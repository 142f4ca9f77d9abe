// SPDX-License-Identifier: MIT

//! Validated workflow definitions
//!
//! A `Workflow` owns a `JobSet` and checks every job as it is added:
//! references must point at jobs that already exist and at fields their
//! actions declare, and variables are collected into the schema of inputs
//! a run has to supply.

use indexmap::{IndexMap, IndexSet};
use serde_json::Value;

use super::argument::{Argument, Condition, Reference};
use super::graph::{DependencyGraph, Levels};
use super::job::{Job, JobSet};
use super::state::Run;
use crate::action::ParamType;
use crate::error::{FlowError, GraphError, RunError, WiringError};

/// Where a new job goes in the set's order
enum Position<'a> {
    End,
    Before(&'a str),
    After(&'a str),
}

/// A job set plus its validated wiring
#[derive(Debug, Clone, Default)]
pub struct Workflow {
    name: String,
    jobs: JobSet,
    graph: DependencyGraph,
    /// Variable name -> type implied by the first consumer
    required_inputs: IndexMap<String, ParamType>,
    /// Job name -> response fields some consumer references
    exposed_fields: IndexMap<String, IndexSet<String>>,
}

/// Wiring collected for a job before it is committed
#[derive(Default)]
struct Wiring {
    inputs: Vec<(String, ParamType)>,
    exposed: Vec<(String, String)>,
}

impl Workflow {
    pub fn new(name: impl Into<String>) -> Self {
        Self {
            name: name.into(),
            ..Self::default()
        }
    }

    /// Append a job
    pub fn add(&mut self, job: Job) -> Result<(), FlowError> {
        self.insert(Position::End, job)
    }

    /// Insert a job immediately before `anchor`
    pub fn add_before(&mut self, anchor: &str, job: Job) -> Result<(), FlowError> {
        self.insert(Position::Before(anchor), job)
    }

    /// Insert a job immediately after `anchor`
    pub fn add_after(&mut self, anchor: &str, job: Job) -> Result<(), FlowError> {
        self.insert(Position::After(anchor), job)
    }

    /// Builder-style `add`
    pub fn with_job(mut self, job: Job) -> Result<Self, FlowError> {
        self.add(job)?;
        Ok(self)
    }

    fn insert(&mut self, position: Position<'_>, job: Job) -> Result<(), FlowError> {
        let wiring = self.wire(&job)?;
        let name = job.name().to_string();

        // The graph drops reverse edges on redefinition, but a job already in
        // the set keeps its declared dependencies
        if let Some(dep) = job.dependencies().iter().find(|dep| {
            self.jobs
                .get(dep)
                .is_ok_and(|existing| existing.dependencies().contains(&name))
        }) {
            return Err(
                GraphError::CircularDependency(vec![name.clone(), dep.clone(), name]).into(),
            );
        }

        let mut jobs = self.jobs.clone();
        let graph = match position {
            Position::End => {
                let mut graph = self.graph.clone();
                graph.put(&name, job.dependencies().iter().cloned())?;
                graph.set_sync(&name, job.is_sync())?;
                jobs.add(job)?;
                graph
            }
            Position::Before(anchor) => {
                jobs.add_before(anchor, job)?;
                jobs.graph()?
            }
            Position::After(anchor) => {
                jobs.add_after(anchor, job)?;
                jobs.graph()?
            }
        };

        self.jobs = jobs;
        self.graph = graph;
        for (variable, param_type) in wiring.inputs {
            self.required_inputs.entry(variable).or_insert(param_type);
        }
        for (referenced, key) in wiring.exposed {
            self.exposed_fields.entry(referenced).or_default().insert(key);
        }
        log::debug!(
            "Added job '{}' to workflow '{}' ({} jobs)",
            name,
            self.name,
            self.jobs.len()
        );
        Ok(())
    }

    /// Check a job's references and collect the inputs it needs
    fn wire(&self, job: &Job) -> Result<Wiring, WiringError> {
        let mut wiring = Wiring::default();

        for (parameter, argument) in job.arguments() {
            let expected = job
                .action()
                .parameter(parameter)
                .map(|p| p.param_type)
                .unwrap_or_default();
            match argument {
                Argument::Literal(_) => {}
                Argument::Variable(variable) => {
                    wiring.inputs.push((variable.name().to_string(), expected));
                }
                Argument::Reference(reference) => {
                    self.check_reference(job, parameter, reference, expected, &mut wiring)?;
                }
            }
        }

        for condition in job.run_if() {
            match condition {
                Condition::Variable(variable) => {
                    wiring
                        .inputs
                        .push((variable.name().to_string(), ParamType::Boolean));
                }
                Condition::Reference(reference) => {
                    self.check_reference(
                        job,
                        "run_if",
                        reference,
                        ParamType::Boolean,
                        &mut wiring,
                    )?;
                }
            }
        }

        Ok(wiring)
    }

    fn check_reference(
        &self,
        job: &Job,
        parameter: &str,
        reference: &Reference,
        expected: ParamType,
        wiring: &mut Wiring,
    ) -> Result<(), WiringError> {
        let target = self
            .jobs
            .get(reference.job())
            .map_err(|_| WiringError::UnknownReferencedJob {
                job: job.name().to_string(),
                referenced: reference.job().to_string(),
            })?;

        let actual = match reference.key() {
            Some(key) => {
                let field = target.action().response_field(key).ok_or_else(|| {
                    WiringError::UndeclaredResponseField {
                        job: job.name().to_string(),
                        referenced: reference.job().to_string(),
                        key: key.to_string(),
                    }
                })?;
                wiring
                    .exposed
                    .push((reference.job().to_string(), key.to_string()));
                field.field_type
            }
            None => ParamType::Object,
        };

        if !expected.accepts(&actual) {
            return Err(WiringError::TypeMismatch {
                job: job.name().to_string(),
                parameter: parameter.to_string(),
                reference: reference.to_string(),
                expected: expected.to_string(),
                actual: actual.to_string(),
            });
        }
        Ok(())
    }

    pub fn name(&self) -> &str {
        &self.name
    }

    pub fn jobs(&self) -> &JobSet {
        &self.jobs
    }

    pub fn job(&self, name: &str) -> Result<&Job, GraphError> {
        self.jobs.get(name)
    }

    pub fn graph(&self) -> &DependencyGraph {
        &self.graph
    }

    /// Inputs a run must bind, with their expected types
    pub fn required_inputs(&self) -> &IndexMap<String, ParamType> {
        &self.required_inputs
    }

    /// Response fields consumers expect, per producing job
    pub fn exposed_fields(&self) -> &IndexMap<String, IndexSet<String>> {
        &self.exposed_fields
    }

    pub fn exposed_fields_of(&self, job: &str) -> Option<&IndexSet<String>> {
        self.exposed_fields.get(job)
    }

    /// Leveled execution order.
    ///
    /// Fails if some dependency was declared but never added as a job.
    pub fn levels(&self) -> Result<Levels, GraphError> {
        for job in self.jobs.iter() {
            if let Some(dependency) = job.dependencies().iter().find(|d| !self.jobs.contains(d)) {
                return Err(GraphError::UnresolvedDependency {
                    job: job.name().to_string(),
                    dependency: dependency.clone(),
                });
            }
        }
        Ok(self.graph.levels())
    }

    /// Validate inputs against the required schema and start a run
    pub fn bind<I, K>(&self, inputs: I) -> Result<Run, RunError>
    where
        I: IntoIterator<Item = (K, Value)>,
        K: Into<String>,
    {
        Run::new(self, inputs)
    }
}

※

> [Problem requirements]:
Every entry must be quoted exactly as it appears above.

> [Response to this exercise]:
repository 142f4ca9f77d9abe
// SPDX-License-Identifier: MIT

//! Validated workflow definitions
//!
//! A `Workflow` owns a `JobSet` and checks every job as it is added:
//! references must point at jobs that already exist and at fields their
//! actions declare, and variables are collected into the schema of inputs
//! a run has to supply.

use indexmap::{IndexMap, IndexSet};
use serde_json::Value;

use super::argument::{Argument, Condition, Reference};
use super::graph::{DependencyGraph, Levels};
use super::job::{Job, JobSet};
use super::state::Run;
use crate::action::ParamType;
use crate::error::{FlowError, GraphError, RunError, WiringError};

/// Where a new job goes in the set's order
enum Position<'a> {
    End,
    Before(&'a str),
    After(&'a str),
}

/// A job set plus its validated wiring
#[derive(Debug, Clone, Default)]
pub struct Workflow {
    name: String,
    jobs: JobSet,
    graph: DependencyGraph,
    /// Variable name -> type implied by the first consumer
    required_inputs: IndexMap<String, ParamType>,
    /// Job name -> response fields some consumer references
    exposed_fields: IndexMap<String, IndexSet<String>>,
}

/// Wiring collected for a job before it is committed
#[derive(Default)]
struct Wiring {
    inputs: Vec<(String, ParamType)>,
    exposed: Vec<(String, String)>,
}

impl Workflow {
    pub fn new(name: impl Into<String>) -> Self {
        Self {
            name: name.into(),
            ..Self::default()
        }
    }

    /// Append a job
    pub fn add(&mut self, job: Job) -> Result<(), FlowError> {
        self.insert(Position::End, job)
    }

    /// Insert a job immediately before `anchor`
    pub fn add_before(&mut self, anchor: &str, job: Job) -> Result<(), FlowError> {
        self.insert(Position::Before(anchor), job)
    }

    /// Insert a job immediately after `anchor`
    pub fn add_after(&mut self, anchor: &str, job: Job) -> Result<(), FlowError> {
        self.insert(Position::After(anchor), job)
    }

    /// Builder-style `add`
    pub fn with_job(mut self, job: Job) -> Result<Self, FlowError> {
        self.add(job)?;
        Ok(self)
    }

    fn insert(&mut self, position: Position<'_>, job: Job) -> Result<(), FlowError> {
        let wiring = self.wire(&job)?;
        let name = job.name().to_string();

        // The graph drops reverse edges on redefinition, but a job already in
        // the set keeps its declared dependencies
        if let Some(dep) = job.dependencies().iter().find(|dep| {
            self.jobs
                .get(dep)
                .is_ok_and(|existing| existing.dependencies().contains(&name))
        }) {
            return Err(
                GraphError::CircularDependency(vec![name.clone(), dep.clone(), name]).into(),
            );
        }

        let mut jobs = self.jobs.clone();
        let graph = match position {
            Position::End => {
                let mut graph = self.graph.clone();
                graph.put(&name, job.dependencies().iter().cloned())?;
                graph.set_sync(&name, job.is_sync())?;
                jobs.add(job)?;
                graph
            }
            Position::Before(anchor) => {
                jobs.add_before(anchor, job)?;
                jobs.graph()?
            }
            Position::After(anchor) => {
                jobs.add_after(anchor, job)?;
                jobs.graph()?
            }
        };

        self.jobs = jobs;
        self.graph = graph;
        for (variable, param_type) in wiring.inputs {
            self.required_inputs.entry(variable).or_insert(param_type);
        }
        for (referenced, key) in wiring.exposed {
            self.exposed_fields.entry(referenced).or_default().insert(key);
        }
        log::debug!(
            "Added job '{}' to workflow '{}' ({} jobs)",
            name,
            self.name,
            self.jobs.len()
        );
        Ok(())
    }

    /// Check a job's references and collect the inputs it needs
    fn wire(&self, job: &Job) -> Result<Wiring, WiringError> {
        let mut wiring = Wiring::default();

        for (parameter, argument) in job.arguments() {
            let expected = job
                .action()
                .parameter(parameter)
                .map(|p| p.param_type)
                .unwrap_or_default();
            match argument {
                Argument::Literal(_) => {}
                Argument::Variable(variable) => {
                    wiring.inputs.push((variable.name().to_string(), expected));
                }
                Argument::Reference(reference) => {
                    self.check_reference(job, parameter, reference, expected, &mut wiring)?;
                }
            }
        }

        for condition in job.run_if() {
            match condition {
                Condition::Variable(variable) => {
                    wiring
                        .inputs
                        .push((variable.name().to_string(), ParamType::Boolean));
                }
                Condition::Reference(reference) => {
                    self.check_reference(
                        job,
                        "run_if",
                        reference,
                        ParamType::Boolean,
                        &mut wiring,
                    )?;
                }
            }
        }

        Ok(wiring)
    }

    fn check_reference(
        &self,
        job: &Job,
        parameter: &str,
        reference: &Reference,
        expected: ParamType,
        wiring: &mut Wiring,
    ) -> Result<(), WiringError> {
        let target = self
            .jobs
            .get(reference.job())
            .map_err(|_| WiringError::UnknownReferencedJob {
                job: job.name().to_string(),
                referenced: reference.job().to_string(),
            })?;

        let actual = match reference.key() {
            Some(key) => {
                let field = target.action().response_field(key).ok_or_else(|| {
                    WiringError::UndeclaredResponseField {
                        job: job.name().to_string(),
                        referenced: reference.job().to_string(),
                        key: key.to_string(),
                    }
                })?;
                wiring
                    .exposed
                    .push((reference.job().to_string(), key.to_string()));
                field.field_type
            }
            None => ParamType::Object,
        };

        if !expected.accepts(&actual) {
            return Err(WiringError::TypeMismatch {
                job: job.name().to_string(),
                parameter: parameter.to_string(),
                reference: reference.to_string(),
                expected: expected.to_string(),
                actual: actual.to_string(),
            });
        }
        Ok(())
    }

    pub fn name(&self) -> &str {
        &self.name
    }

    pub fn jobs(&self) -> &JobSet {
        &self.jobs
    }

    pub fn job(&self, name: &str) -> Result<&Job, GraphError> {
        self.jobs.get(name)
    }

    pub fn graph(&self) -> &DependencyGraph {
        &self.graph
    }

    /// Inputs a run must bind, with their expected types
    pub fn required_inputs(&self) -> &IndexMap<String, ParamType> {
        &self.required_inputs
    }

    /// Response fields consumers expect, per producing job
    pub fn exposed_fields(&self) -> &IndexMap<String, IndexSet<String>> {
        &self.exposed_fields
    }

    pub fn exposed_fields_of(&self, job: &str) -> Option<&IndexSet<String>> {
        self.exposed_fields.get(job)
    }

    /// Leveled execution order.
    ///
    /// Fails if some dependency was declared but never added as a job.
    pub fn levels(&self) -> Result<Levels, GraphError> {
        for job in self.jobs.iter() {
            if let Some(dependency) = job.dependencies().iter().find(|d| !self.jobs.contains(d)) {
                return Err(GraphError::UnresolvedDependency {
                    job: job.name().to_string(),
                    dependency: dependency.clone(),
                });
            }
        }
        Ok(self.graph.levels())
    }

    /// Validate inputs against the required schema and start a run
    pub fn bind<I, K>(&self, inputs: I) -> Result<Run, RunError>
    where
        I: IntoIterator<Item = (K, Value)>,
        K: Into<String>,
    {
        Run::new(self, inputs)
    }
}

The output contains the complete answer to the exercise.